For many decades after Mendel, it was thought that such traits had two important properties:  they were stable, and they made clear-cut qualitative trait differences.  If either wasn't true, then Mendel's rules wouldn't work, hybridization wouldn't work as expected, and how inheritance worked would remain obscure.

And, when Darwin's and Wallace's ideas came along, it was clear that evolution wouldn't work, either!  The most one might expect would be that one of the alleles would replace the other over time, by natural selection.   But this was not satisfactory, because evolution clearly involved smaller, gradual changes more than big dramatic ones.  And evolution, even by Darwin's mistaken genetic ideas, would continually generate new variation for selection to screen.  That was a big problem, because the observed new alleles, traits in offspring that were not present in their ancestors, seemed mainly to be grotesquely harmful, not material that selection could work with to adapt to changing circumstances.

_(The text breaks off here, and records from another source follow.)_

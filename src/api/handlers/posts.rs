//! Handlers for post endpoints.

use axum::{Json, extract::State, http::StatusCode};
use validator::Validate;

use crate::api::dto::post::{CreatePostRequest, PostListResponse};
use crate::api::middleware::session::SessionToken;
use crate::error::AppError;
use crate::state::AppState;

/// Lists all posts newest first, each with its category name and color.
///
/// # Endpoint
///
/// `GET /api/posts`
///
/// # Response
///
/// ```json
/// {
///   "items": [
///     {
///       "id": "…",
///       "title": "Hello World",
///       "slug": "hello-world",
///       "status": "published",
///       "category_id": null,
///       "category": { "id": null, "name": "Uncategorized", "color": null },
///       "...": "..."
///     }
///   ]
/// }
/// ```
pub async fn list_posts_handler(
    State(state): State<AppState>,
) -> Result<Json<PostListResponse>, AppError> {
    let posts = state.post_service.list_posts().await?;

    Ok(Json(PostListResponse {
        items: posts.into_iter().map(Into::into).collect(),
    }))
}

/// Creates a post, attributed to the bearer token's session if one is sent.
///
/// # Endpoint
///
/// `POST /api/posts`
///
/// Responds `201 Created` with an empty body. Posts created with
/// `"status": "published"` trigger a webhook notification in the background;
/// its outcome never affects this response.
///
/// # Errors
///
/// Returns 400 if `title` or `content` is empty, or `category_id` references
/// no category.
pub async fn create_post_handler(
    State(state): State<AppState>,
    SessionToken(token): SessionToken,
    Json(payload): Json<CreatePostRequest>,
) -> Result<StatusCode, AppError> {
    payload.validate()?;

    let session = state.session_service.for_request(token);
    state
        .post_service
        .create_post(payload.into(), &session)
        .await?;

    Ok(StatusCode::CREATED)
}
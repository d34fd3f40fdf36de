//! Category entity.

use chrono::{DateTime, Utc};
use uuid::Uuid;

/// Color assigned to categories created without one.
pub const DEFAULT_CATEGORY_COLOR: &str = "#3B82F6";

/// A category grouping posts, displayed with its color swatch.
#[derive(Debug, Clone, PartialEq)]
pub struct Category {
    pub id: Uuid,
    pub name: String,
    pub description: String,
    /// Hex color string, e.g. `#3B82F6`.
    pub color: String,
    pub slug: String,
    pub created_at: DateTime<Utc>,
}

/// Input data for inserting a category.
///
/// The slug is derived by the service before the insert; id and `created_at`
/// are generated by the datastore.
#[derive(Debug, Clone, PartialEq)]
pub struct NewCategory {
    pub name: String,
    pub description: String,
    pub color: String,
    pub slug: String,
}

#[cfg(test)]
mod tests {
    use super::*;

    #[test]
    fn test_new_category_fields() {
        let new_category = NewCategory {
            name: "Rust Tips".to_string(),
            description: String::new(),
            color: DEFAULT_CATEGORY_COLOR.to_string(),
            slug: "rust-tips".to_string(),
        };

        assert_eq!(new_category.color, "#3B82F6");
        assert!(new_category.description.is_empty());
    }
}
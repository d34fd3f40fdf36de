//! Business logic services for the application layer.

pub mod category_service;
pub mod post_service;
pub mod session_service;
pub mod tag_service;

pub use category_service::CategoryService;
pub use post_service::PostService;
pub use session_service::{OpenedSession, RequestSession, SessionProvider, SessionService};
pub use tag_service::TagService;

#[cfg(test)]
pub use session_service::MockSessionProvider;
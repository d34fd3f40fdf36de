//! PostgreSQL implementation of the post repository.

use async_trait::async_trait;
use chrono::{DateTime, Utc};
use serde_json::json;
use sqlx::{FromRow, PgPool};
use std::sync::Arc;
use uuid::Uuid;

use crate::domain::entities::{NewPost, Post, PostStatus};
use crate::domain::repositories::PostRepository;
use crate::error::AppError;

#[derive(Debug, FromRow)]
struct PostRow {
    id: Uuid,
    title: String,
    content: String,
    excerpt: String,
    category_id: Option<Uuid>,
    status: String,
    slug: String,
    author_id: Option<Uuid>,
    created_at: DateTime<Utc>,
}

impl TryFrom<PostRow> for Post {
    type Error = AppError;

    fn try_from(r: PostRow) -> Result<Self, Self::Error> {
        let status = r.status.parse::<PostStatus>().map_err(|e| {
            AppError::internal(
                "Stored post has an unknown status",
                json!({ "id": r.id, "reason": e.to_string() }),
            )
        })?;

        Ok(Post {
            id: r.id,
            title: r.title,
            content: r.content,
            excerpt: r.excerpt,
            category_id: r.category_id,
            status,
            slug: r.slug,
            author_id: r.author_id,
            created_at: r.created_at,
        })
    }
}

/// PostgreSQL repository for posts.
///
/// The `posts.category_id` foreign key is enforced by the database; a
/// violation surfaces as [`AppError::Validation`].
pub struct PgPostRepository {
    pool: Arc<PgPool>,
}

impl PgPostRepository {
    pub fn new(pool: Arc<PgPool>) -> Self {
        Self { pool }
    }
}

#[async_trait]
impl PostRepository for PgPostRepository {
    async fn insert(&self, new_post: NewPost) -> Result<(), AppError> {
        sqlx::query(
            r#"
            INSERT INTO posts (title, content, excerpt, category_id, status, slug, author_id)
            VALUES ($1, $2, $3, $4, $5, $6, $7)
            "#,
        )
        .bind(new_post.title)
        .bind(new_post.content)
        .bind(new_post.excerpt)
        .bind(new_post.category_id)
        .bind(new_post.status.as_str())
        .bind(new_post.slug)
        .bind(new_post.author_id)
        .execute(self.pool.as_ref())
        .await?;

        Ok(())
    }

    async fn list(&self) -> Result<Vec<Post>, AppError> {
        let rows = sqlx::query_as::<_, PostRow>(
            r#"
            SELECT id, title, content, excerpt, category_id, status, slug, author_id, created_at
            FROM posts
            ORDER BY created_at DESC
            "#,
        )
        .fetch_all(self.pool.as_ref())
        .await?;

        rows.into_iter().map(Post::try_from).collect()
    }
}
//! PostgreSQL implementation of the category repository.

use async_trait::async_trait;
use chrono::{DateTime, Utc};
use sqlx::{FromRow, PgPool};
use std::sync::Arc;
use uuid::Uuid;

use crate::domain::entities::{Category, NewCategory};
use crate::domain::repositories::CategoryRepository;
use crate::error::AppError;

#[derive(Debug, FromRow)]
struct CategoryRow {
    id: Uuid,
    name: String,
    description: String,
    color: String,
    slug: String,
    created_at: DateTime<Utc>,
}

impl From<CategoryRow> for Category {
    fn from(r: CategoryRow) -> Self {
        Category {
            id: r.id,
            name: r.name,
            description: r.description,
            color: r.color,
            slug: r.slug,
            created_at: r.created_at,
        }
    }
}

/// PostgreSQL repository for categories.
pub struct PgCategoryRepository {
    pool: Arc<PgPool>,
}

impl PgCategoryRepository {
    /// Creates a new repository with a database connection pool.
    pub fn new(pool: Arc<PgPool>) -> Self {
        Self { pool }
    }
}

#[async_trait]
impl CategoryRepository for PgCategoryRepository {
    async fn insert(&self, new_category: NewCategory) -> Result<(), AppError> {
        sqlx::query(
            r#"
            INSERT INTO categories (name, description, color, slug)
            VALUES ($1, $2, $3, $4)
            "#,
        )
        .bind(new_category.name)
        .bind(new_category.description)
        .bind(new_category.color)
        .bind(new_category.slug)
        .execute(self.pool.as_ref())
        .await?;

        Ok(())
    }

    async fn list(&self) -> Result<Vec<Category>, AppError> {
        let rows = sqlx::query_as::<_, CategoryRow>(
            r#"
            SELECT id, name, description, color, slug, created_at
            FROM categories
            ORDER BY name, created_at
            "#,
        )
        .fetch_all(self.pool.as_ref())
        .await?;

        Ok(rows.into_iter().map(Category::from).collect())
    }
}
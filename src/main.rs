use anyhow::Result;
use content_cms::config;
use content_cms::server;
use tracing_subscriber::EnvFilter;

#[tokio::main]
async fn main() -> Result<()> {
    dotenvy::dotenv().ok();

    let config = config::load_from_env()?;

    init_tracing(&config.log_level, &config.log_format);
    config.print_summary();

    server::run(config).await
}

/// Installs the global subscriber: `RUST_LOG` filtering, text or JSON lines.
fn init_tracing(log_level: &str, log_format: &str) {
    let filter = EnvFilter::try_new(log_level).unwrap_or_else(|_| EnvFilter::new("info"));

    let builder = tracing_subscriber::fmt().with_env_filter(filter);

    if log_format == "json" {
        builder.json().init();
    } else {
        builder.init();
    }
}
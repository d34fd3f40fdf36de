//! Session and identity entities.

use chrono::{DateTime, Utc};
use uuid::Uuid;

/// The authenticated user behind a session token.
#[derive(Debug, Clone, PartialEq)]
pub struct Identity {
    pub id: Uuid,
    pub email: String,
    pub last_sign_in_at: DateTime<Utc>,
}

/// A stored session.
///
/// The raw bearer token is never stored; the datastore only holds its
/// HMAC-SHA256 hash.
#[derive(Debug, Clone, PartialEq)]
pub struct Session {
    pub id: Uuid,
    pub user_id: Uuid,
    pub email: String,
    pub created_at: DateTime<Utc>,
    pub last_used_at: Option<DateTime<Utc>>,
    pub revoked_at: Option<DateTime<Utc>>,
}

impl Session {
    pub fn is_revoked(&self) -> bool {
        self.revoked_at.is_some()
    }

    /// The identity this session authenticates.
    ///
    /// `last_sign_in_at` is the moment the session was opened.
    pub fn identity(&self) -> Identity {
        Identity {
            id: self.user_id,
            email: self.email.clone(),
            last_sign_in_at: self.created_at,
        }
    }
}

/// Input data for opening a session.
#[derive(Debug, Clone, PartialEq)]
pub struct NewSession {
    pub user_id: Uuid,
    pub email: String,
    pub token_hash: String,
}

Darwin was aware of much of this, too, in fact.  He could not see how immutable traits, like the dominant/recessive ones, could evolve and also he felt that evolution simply had to be gradual and more or less continuous. Among his reasons were his erroneous largely Lamarckian notion of the physical basis of inheritance, and the fear that without gradualism traits or species might arise suddenly....requiring explanations for their origin.

As a result, for decades leading biologists, realizing that Darwin's gradual inheritance theory (that he called 'pangenesis') was fundamentally wrong, were not convinced that natural selection could account for adaptive evolution or, in particular, that this had anything to do with the known mechanisms of inheritance.

The solution that was widely accepted and prevails (not always accurately) to today, was worked out in the 1930s and later, based on some theory and data from earlier in the 1900s.  This solution was known by names like the 'modern evolutionary synthesis.'   It reconciled Mendelian inheritance with gradual evolution in ways that were consistent with variation within and between species, and with the fossil record.

There are many things to dispute about the modern synthesis, and we'll point them out (and have mentioned them before here on MT).  But one thing that is important, but so far as we know hardly if at all recognized, was that the modern synthesis was possible only if Mendel was wrong, in ways we tried to outline in our recent previous series.